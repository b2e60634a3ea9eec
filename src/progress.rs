// src/progress.rs

//! Progress reporting for batch resolution
//!
//! The batch runner reports through [`ProgressTracker`] so the same code
//! drives a terminal progress bar, periodic log lines, or nothing:
//! - `CliProgress`: progress bar using indicatif
//! - `LogProgress`: logs percentages to tracing
//! - `SilentProgress`: no-op for tests and scripted runs

use indicatif::{ProgressBar, ProgressStyle};
use std::sync::atomic::{AtomicBool, AtomicU64, Ordering};
use tracing::info;

/// Core trait for progress tracking
///
/// Implementations must be thread-safe; records finish on many tasks.
pub trait ProgressTracker: Send + Sync {
    /// Set the current status message
    fn set_message(&self, message: &str);

    /// Increment progress by the given amount
    fn increment(&self, amount: u64);

    /// Get current position
    fn position(&self) -> u64;

    /// Finish progress with a message
    fn finish_with_message(&self, message: &str);

    /// Check if progress is finished
    fn is_finished(&self) -> bool;
}

/// Silent progress tracker (no-op)
#[derive(Debug, Default)]
pub struct SilentProgress {
    position: AtomicU64,
    finished: AtomicBool,
}

impl SilentProgress {
    pub fn new() -> Self {
        Self::default()
    }
}

impl ProgressTracker for SilentProgress {
    fn set_message(&self, _message: &str) {}

    fn increment(&self, amount: u64) {
        self.position.fetch_add(amount, Ordering::Relaxed);
    }

    fn position(&self) -> u64 {
        self.position.load(Ordering::Relaxed)
    }

    fn finish_with_message(&self, _message: &str) {
        self.finished.store(true, Ordering::Relaxed);
    }

    fn is_finished(&self) -> bool {
        self.finished.load(Ordering::Relaxed)
    }
}

/// Logging progress tracker
///
/// Logs at info level roughly every tenth of the total, for
/// non-interactive runs.
#[derive(Debug)]
pub struct LogProgress {
    name: String,
    position: AtomicU64,
    length: u64,
    finished: AtomicBool,
    log_interval: u64,
}

impl LogProgress {
    pub fn new(name: impl Into<String>, length: u64) -> Self {
        Self {
            name: name.into(),
            position: AtomicU64::new(0),
            length,
            finished: AtomicBool::new(false),
            log_interval: std::cmp::max(1, length / 10),
        }
    }
}

impl ProgressTracker for LogProgress {
    fn set_message(&self, _message: &str) {}

    fn increment(&self, amount: u64) {
        let old_pos = self.position.fetch_add(amount, Ordering::Relaxed);
        let new_pos = old_pos + amount;

        if self.length > 0 && new_pos / self.log_interval > old_pos / self.log_interval {
            let percent = (new_pos * 100) / self.length;
            info!("{}: {}% ({}/{})", self.name, percent, new_pos, self.length);
        }
    }

    fn position(&self) -> u64 {
        self.position.load(Ordering::Relaxed)
    }

    fn finish_with_message(&self, message: &str) {
        self.finished.store(true, Ordering::Relaxed);
        info!("{}: {}", self.name, message);
    }

    fn is_finished(&self) -> bool {
        self.finished.load(Ordering::Relaxed)
    }
}

/// Terminal progress bar
pub struct CliProgress {
    bar: ProgressBar,
}

impl CliProgress {
    pub fn new(length: u64) -> Self {
        let bar = ProgressBar::new(length);
        bar.set_style(
            ProgressStyle::default_bar()
                .template("{spinner:.green} [{elapsed_precise}] [{bar:30.cyan/blue}] {pos}/{len} {msg}")
                .expect("Invalid progress bar template")
                .progress_chars("#>-"),
        );
        Self { bar }
    }
}

impl ProgressTracker for CliProgress {
    fn set_message(&self, message: &str) {
        self.bar.set_message(message.to_string());
    }

    fn increment(&self, amount: u64) {
        self.bar.inc(amount);
    }

    fn position(&self) -> u64 {
        self.bar.position()
    }

    fn finish_with_message(&self, message: &str) {
        self.bar.finish_with_message(message.to_string());
    }

    fn is_finished(&self) -> bool {
        self.bar.is_finished()
    }
}

/// Progress bar when `interactive`, periodic log lines otherwise
pub fn tracker(interactive: bool, length: u64) -> Box<dyn ProgressTracker> {
    if interactive {
        Box::new(CliProgress::new(length))
    } else {
        Box::new(LogProgress::new("Resolving", length))
    }
}
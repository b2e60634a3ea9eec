// src/resolver/github.rs
//! GitHub license resolvers
//!
//! Both resolvers match `github.com` URLs and share one [`GithubClient`]:
//!
//! - [`GithubRawResolver`] rewrites a blob URL to the raw-content host and
//!   accepts the answer only if it is `text/plain`
//! - [`GithubRepositoryResolver`] asks the repository API for the detected
//!   license file (`GET /repos/{owner}/{repo}/license`)

use super::http::{HttpFetcher, rebase};
use super::{ResolveContext, UrlResolver};
use crate::error::Result;
use async_trait::async_trait;
use base64::Engine;
use base64::engine::general_purpose::STANDARD;
use serde::Deserialize;
use std::sync::Arc;
use tracing::debug;
use url::Url;

pub const GITHUB_HOST: &str = "github.com";
pub const DEFAULT_RAW_CONTENT_URL: &str = "https://raw.githubusercontent.com";
pub const DEFAULT_API_URL: &str = "https://api.github.com";

/// Body of `GET /repos/{owner}/{repo}/license`
#[derive(Debug, Deserialize)]
struct RepositoryLicense {
    encoding: Option<String>,
    content: Option<String>,
}

impl RepositoryLicense {
    fn into_text(self) -> Result<Option<String>> {
        let Some(content) = self.content else {
            return Ok(None);
        };
        if self.encoding.as_deref() != Some("base64") {
            return Ok(Some(content));
        }
        // The API wraps base64 at 60 columns
        let compact: String = content.chars().filter(|c| !c.is_ascii_whitespace()).collect();
        let bytes = STANDARD.decode(compact)?;
        Ok(Some(String::from_utf8(bytes)?))
    }
}

pub fn is_github_url(url: &Url) -> bool {
    url.host_str() == Some(GITHUB_HOST)
}

/// Map a github.com blob URL onto the raw-content host
///
/// `https://github.com/org/repo/blob/main/LICENSE` becomes
/// `{raw_base}/org/repo/main/LICENSE`.
pub fn raw_content_url(url: &Url, raw_base: &Url) -> Url {
    let mut segments: Vec<&str> = url
        .path_segments()
        .map(|s| s.filter(|seg| !seg.is_empty()).collect())
        .unwrap_or_default();
    if let Some(blob) = segments.iter().position(|seg| *seg == "blob") {
        segments.remove(blob);
    }

    let mut raw = rebase(raw_base, &segments.join("/"));
    raw.set_query(url.query());
    raw
}

/// `https://github.com/org/repo.git` -> `("org", "repo")`
pub fn repository_coordinates(url: &Url) -> Option<(String, String)> {
    let mut segments = url.path_segments()?.filter(|seg| !seg.is_empty());
    let owner = segments.next()?;
    let repo = segments.next()?;
    let repo = repo.strip_suffix(".git").unwrap_or(repo);
    if repo.is_empty() {
        return None;
    }
    Some((owner.to_string(), repo.to_string()))
}

/// Fetch logic shared by the GitHub resolvers
pub struct GithubClient {
    http: HttpFetcher,
    raw_base: Url,
    api_base: Url,
}

impl GithubClient {
    pub fn new(http: HttpFetcher, raw_base: Url, api_base: Url) -> Self {
        Self {
            http,
            raw_base,
            api_base,
        }
    }

    /// Fetch a file through the raw-content host
    pub async fn fetch_raw(&self, url: &Url, ctx: &ResolveContext) -> Result<Option<String>> {
        let raw = raw_content_url(url, &self.raw_base);
        let reply = self.http.get_authorized(&raw, ctx).await?;
        if !reply.is_success() || !reply.is_plain_text() {
            debug!(
                "Raw content {} not usable (HTTP {}, {:?})",
                raw, reply.status, reply.media_type
            );
            return Ok(None);
        }
        Ok(Some(reply.body))
    }

    /// Fetch the license GitHub detected for a repository
    pub async fn fetch_repository_license(
        &self,
        url: &Url,
        ctx: &ResolveContext,
    ) -> Result<Option<String>> {
        let Some((owner, repo)) = repository_coordinates(url) else {
            return Ok(None);
        };
        let api = rebase(&self.api_base, &format!("repos/{owner}/{repo}/license"));
        let reply = self.http.get_authorized(&api, ctx).await?;
        if !reply.is_success() {
            debug!("Repository license API {} returned HTTP {}", api, reply.status);
            return Ok(None);
        }
        let license: RepositoryLicense = serde_json::from_str(&reply.body)?;
        license.into_text()
    }
}

/// License/project/repository URL resolver backed by raw.githubusercontent.com
pub struct GithubRawResolver {
    client: Arc<GithubClient>,
}

impl GithubRawResolver {
    pub fn new(client: Arc<GithubClient>) -> Self {
        Self { client }
    }
}

#[async_trait]
impl UrlResolver for GithubRawResolver {
    fn name(&self) -> &str {
        "github-raw"
    }

    fn can_resolve(&self, url: &Url) -> bool {
        is_github_url(url)
    }

    async fn resolve(&self, url: &Url, ctx: &ResolveContext) -> Result<Option<String>> {
        self.client.fetch_raw(url, ctx).await
    }
}

/// Project/repository URL resolver backed by the repository license API
pub struct GithubRepositoryResolver {
    client: Arc<GithubClient>,
}

impl GithubRepositoryResolver {
    pub fn new(client: Arc<GithubClient>) -> Self {
        Self { client }
    }
}

#[async_trait]
impl UrlResolver for GithubRepositoryResolver {
    fn name(&self) -> &str {
        "github-repository"
    }

    fn can_resolve(&self, url: &Url) -> bool {
        is_github_url(url)
    }

    async fn resolve(&self, url: &Url, ctx: &ResolveContext) -> Result<Option<String>> {
        self.client.fetch_repository_license(url, ctx).await
    }
}

#[cfg(test)]
mod tests {
    use super::*;
    use wiremock::matchers::{method, path};
    use wiremock::{Mock, MockServer, ResponseTemplate};

    fn client_for(server: &MockServer) -> Arc<GithubClient> {
        let base = Url::parse(&server.uri()).unwrap();
        Arc::new(GithubClient::new(
            HttpFetcher::new("notices-test").unwrap(),
            base.clone(),
            base,
        ))
    }

    #[test]
    fn test_raw_content_rewrite() {
        let url = Url::parse("https://github.com/org/repo/blob/main/LICENSE").unwrap();
        let raw_base = Url::parse(DEFAULT_RAW_CONTENT_URL).unwrap();
        assert_eq!(
            raw_content_url(&url, &raw_base).as_str(),
            "https://raw.githubusercontent.com/org/repo/main/LICENSE"
        );
    }

    #[test]
    fn test_repository_coordinates() {
        let url = Url::parse("https://github.com/serilog/serilog.git").unwrap();
        assert_eq!(
            repository_coordinates(&url),
            Some(("serilog".to_string(), "serilog".to_string()))
        );

        let url = Url::parse("https://github.com/App-vNext/Polly/tree/main/").unwrap();
        assert_eq!(
            repository_coordinates(&url),
            Some(("App-vNext".to_string(), "Polly".to_string()))
        );

        let url = Url::parse("https://github.com/dotnet").unwrap();
        assert_eq!(repository_coordinates(&url), None);
    }

    #[test]
    fn test_only_github_host_matches() {
        let client = Arc::new(GithubClient::new(
            HttpFetcher::new("notices-test").unwrap(),
            Url::parse(DEFAULT_RAW_CONTENT_URL).unwrap(),
            Url::parse(DEFAULT_API_URL).unwrap(),
        ));
        let raw = GithubRawResolver::new(Arc::clone(&client));
        let repo = GithubRepositoryResolver::new(client);

        let github = Url::parse("https://github.com/org/repo").unwrap();
        let gitlab = Url::parse("https://gitlab.com/org/repo").unwrap();
        assert!(raw.can_resolve(&github));
        assert!(repo.can_resolve(&github));
        assert!(!raw.can_resolve(&gitlab));
        assert!(!repo.can_resolve(&gitlab));
    }

    #[test]
    fn test_base64_content_decoded() {
        let license: RepositoryLicense =
            serde_json::from_str(r#"{"encoding":"base64","content":"TElDRU5TRQ=="}"#).unwrap();
        assert_eq!(license.into_text().unwrap().as_deref(), Some("LICENSE"));
    }

    #[test]
    fn test_wrapped_base64_and_plain_content() {
        let license: RepositoryLicense =
            serde_json::from_str(r#"{"encoding":"base64","content":"TElD\nRU5T\nRQ==\n"}"#)
                .unwrap();
        assert_eq!(license.into_text().unwrap().as_deref(), Some("LICENSE"));

        let license: RepositoryLicense =
            serde_json::from_str(r#"{"encoding":"utf-8","content":"MIT"}"#).unwrap();
        assert_eq!(license.into_text().unwrap().as_deref(), Some("MIT"));
    }

    #[tokio::test]
    async fn test_raw_resolver_fetches_rewritten_url() {
        let server = MockServer::start().await;
        Mock::given(method("GET"))
            .and(path("/org/repo/main/LICENSE"))
            .respond_with(
                ResponseTemplate::new(200)
                    .insert_header("content-type", "text/plain; charset=utf-8")
                    .set_body_string("Copyright (c) Org"),
            )
            .expect(1)
            .mount(&server)
            .await;

        let resolver = GithubRawResolver::new(client_for(&server));
        let url = Url::parse("https://github.com/org/repo/blob/main/LICENSE").unwrap();
        let text = resolver.resolve(&url, &ResolveContext::default()).await.unwrap();
        assert_eq!(text.as_deref(), Some("Copyright (c) Org"));
    }

    #[tokio::test]
    async fn test_raw_resolver_rejects_html() {
        let server = MockServer::start().await;
        Mock::given(method("GET"))
            .respond_with(
                ResponseTemplate::new(200).set_body_raw("<html></html>", "text/html"),
            )
            .mount(&server)
            .await;

        let resolver = GithubRawResolver::new(client_for(&server));
        let url = Url::parse("https://github.com/org/repo").unwrap();
        assert!(resolver.resolve(&url, &ResolveContext::default()).await.unwrap().is_none());
    }

    #[tokio::test]
    async fn test_repository_resolver_decodes_api_response() {
        let server = MockServer::start().await;
        Mock::given(method("GET"))
            .and(path("/repos/org/repo/license"))
            .respond_with(ResponseTemplate::new(200).set_body_json(serde_json::json!({
                "name": "LICENSE",
                "encoding": "base64",
                "content": "TElDRU5TRQ=="
            })))
            .mount(&server)
            .await;

        let resolver = GithubRepositoryResolver::new(client_for(&server));
        let url = Url::parse("https://github.com/org/repo.git").unwrap();
        let text = resolver.resolve(&url, &ResolveContext::default()).await.unwrap();
        assert_eq!(text.as_deref(), Some("LICENSE"));
    }

    #[tokio::test]
    async fn test_repository_resolver_not_found() {
        let server = MockServer::start().await;
        Mock::given(method("GET"))
            .respond_with(ResponseTemplate::new(404))
            .mount(&server)
            .await;

        let resolver = GithubRepositoryResolver::new(client_for(&server));
        let url = Url::parse("https://github.com/org/missing").unwrap();
        assert!(resolver.resolve(&url, &ResolveContext::default()).await.unwrap().is_none());
    }
}
// src/resolver/spdx.rs
//! SPDX id lookup for opensource.org license URLs
//!
//! `https://opensource.org/licenses/MIT` names a license by id; the text is
//! fetched from GitHub's license catalogue (`GET /licenses/{id}`).

use super::http::{HttpFetcher, rebase};
use super::{ResolveContext, UrlResolver};
use crate::error::Result;
use async_trait::async_trait;
use serde::Deserialize;
use tracing::debug;
use url::Url;

pub const OPENSOURCE_ORG_HOST: &str = "opensource.org";

#[derive(Debug, Deserialize)]
struct LicenseBody {
    body: Option<String>,
}

/// License id from an opensource.org URL (`/licenses/{id}`)
pub fn license_id(url: &Url) -> Option<String> {
    let mut segments = url.path_segments()?.filter(|seg| !seg.is_empty());
    if segments.next()? != "licenses" {
        return None;
    }
    // The catalogue keys are lowercase (`apache-2.0`)
    segments.next().map(str::to_ascii_lowercase)
}

pub struct OpenSourceOrgResolver {
    http: HttpFetcher,
    api_base: Url,
}

impl OpenSourceOrgResolver {
    pub fn new(http: HttpFetcher, api_base: Url) -> Self {
        Self { http, api_base }
    }
}

#[async_trait]
impl UrlResolver for OpenSourceOrgResolver {
    fn name(&self) -> &str {
        "opensource-org"
    }

    fn can_resolve(&self, url: &Url) -> bool {
        url.host_str() == Some(OPENSOURCE_ORG_HOST)
    }

    async fn resolve(&self, url: &Url, ctx: &ResolveContext) -> Result<Option<String>> {
        let Some(id) = license_id(url) else {
            return Ok(None);
        };
        let api = rebase(&self.api_base, &format!("licenses/{id}"));
        let reply = self.http.get_authorized(&api, ctx).await?;
        if !reply.is_success() {
            debug!("License catalogue has no {} (HTTP {})", id, reply.status);
            return Ok(None);
        }
        let license: LicenseBody = serde_json::from_str(&reply.body)?;
        Ok(license.body)
    }
}

#[cfg(test)]
mod tests {
    use super::*;
    use wiremock::matchers::{method, path};
    use wiremock::{Mock, MockServer, ResponseTemplate};

    #[test]
    fn test_license_id() {
        let url = Url::parse("https://opensource.org/licenses/Apache-2.0").unwrap();
        assert_eq!(license_id(&url).as_deref(), Some("apache-2.0"));

        let url = Url::parse("https://opensource.org/licenses/").unwrap();
        assert_eq!(license_id(&url), None);

        let url = Url::parse("https://opensource.org/about").unwrap();
        assert_eq!(license_id(&url), None);
    }

    #[tokio::test]
    async fn test_resolves_body_field() {
        let server = MockServer::start().await;
        Mock::given(method("GET"))
            .and(path("/licenses/mit"))
            .respond_with(ResponseTemplate::new(200).set_body_json(serde_json::json!({
                "key": "mit",
                "spdx_id": "MIT",
                "body": "MIT License\n\nCopyright (c) [year] [fullname]"
            })))
            .expect(1)
            .mount(&server)
            .await;

        let resolver = OpenSourceOrgResolver::new(
            HttpFetcher::new("notices-test").unwrap(),
            Url::parse(&server.uri()).unwrap(),
        );
        let url = Url::parse("https://opensource.org/licenses/MIT").unwrap();
        assert!(resolver.can_resolve(&url));

        let text = resolver.resolve(&url, &ResolveContext::default()).await.unwrap();
        assert!(text.unwrap().starts_with("MIT License"));
    }

    #[tokio::test]
    async fn test_malformed_json_is_error() {
        let server = MockServer::start().await;
        Mock::given(method("GET"))
            .respond_with(ResponseTemplate::new(200).set_body_string("not json"))
            .mount(&server)
            .await;

        let resolver = OpenSourceOrgResolver::new(
            HttpFetcher::new("notices-test").unwrap(),
            Url::parse(&server.uri()).unwrap(),
        );
        let url = Url::parse("https://opensource.org/licenses/MIT").unwrap();
        assert!(resolver.resolve(&url, &ResolveContext::default()).await.is_err());
    }
}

━━━━━━━━━━━━━━━━━━━━

**Instructions for the task:** Match on "rebase": copy every line in the records that has it.

**Result:**
use super::http::{HttpFetcher, rebase};
    let mut raw = rebase(raw_base, &segments.join("/"));
        let api = rebase(&self.api_base, &format!("repos/{owner}/{repo}/license"));
use super::http::{HttpFetcher, rebase};
        let api = rebase(&self.api_base, &format!("licenses/{id}"));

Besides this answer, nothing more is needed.